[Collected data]

# # # #

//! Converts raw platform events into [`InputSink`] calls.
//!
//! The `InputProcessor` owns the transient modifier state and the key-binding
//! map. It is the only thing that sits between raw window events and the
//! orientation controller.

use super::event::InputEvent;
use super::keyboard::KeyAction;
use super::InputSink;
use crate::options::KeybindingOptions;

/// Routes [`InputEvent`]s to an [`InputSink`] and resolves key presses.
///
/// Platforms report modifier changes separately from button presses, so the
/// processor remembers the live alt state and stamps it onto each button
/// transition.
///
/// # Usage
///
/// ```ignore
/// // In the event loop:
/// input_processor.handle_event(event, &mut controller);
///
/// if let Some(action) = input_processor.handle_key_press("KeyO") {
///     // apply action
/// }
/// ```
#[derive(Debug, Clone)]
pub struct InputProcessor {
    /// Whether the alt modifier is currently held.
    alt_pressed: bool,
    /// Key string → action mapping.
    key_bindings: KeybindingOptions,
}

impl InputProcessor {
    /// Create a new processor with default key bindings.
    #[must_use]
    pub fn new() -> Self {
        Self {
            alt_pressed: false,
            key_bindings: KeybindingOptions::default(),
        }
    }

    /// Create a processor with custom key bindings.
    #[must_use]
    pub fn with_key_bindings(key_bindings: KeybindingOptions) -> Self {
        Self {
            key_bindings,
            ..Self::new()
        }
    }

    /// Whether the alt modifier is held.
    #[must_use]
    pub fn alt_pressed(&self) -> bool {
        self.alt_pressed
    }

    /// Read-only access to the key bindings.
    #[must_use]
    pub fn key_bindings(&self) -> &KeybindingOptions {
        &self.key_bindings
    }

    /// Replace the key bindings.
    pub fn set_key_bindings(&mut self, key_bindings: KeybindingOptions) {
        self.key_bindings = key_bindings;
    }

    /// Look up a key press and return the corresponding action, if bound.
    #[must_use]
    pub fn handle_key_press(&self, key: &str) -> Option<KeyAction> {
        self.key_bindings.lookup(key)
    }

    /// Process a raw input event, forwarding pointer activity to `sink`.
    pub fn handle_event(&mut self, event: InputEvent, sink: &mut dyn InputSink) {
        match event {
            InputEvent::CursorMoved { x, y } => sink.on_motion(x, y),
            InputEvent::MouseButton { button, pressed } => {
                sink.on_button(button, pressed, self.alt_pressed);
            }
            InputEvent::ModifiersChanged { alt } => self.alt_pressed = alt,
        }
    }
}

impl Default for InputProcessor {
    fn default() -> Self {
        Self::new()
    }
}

# # # #

▸ Directions:
Exactly as they appear above, output the lines of the data from the first through the one that contains "use crate::options::KeybindingOptions;", and only those lines.

▸ Exercise output:
//! Converts raw platform events into [`InputSink`] calls.
//!
//! The `InputProcessor` owns the transient modifier state and the key-binding
//! map. It is the only thing that sits between raw window events and the
//! orientation controller.

use super::event::InputEvent;
use super::keyboard::KeyAction;
use super::InputSink;
use crate::options::KeybindingOptions;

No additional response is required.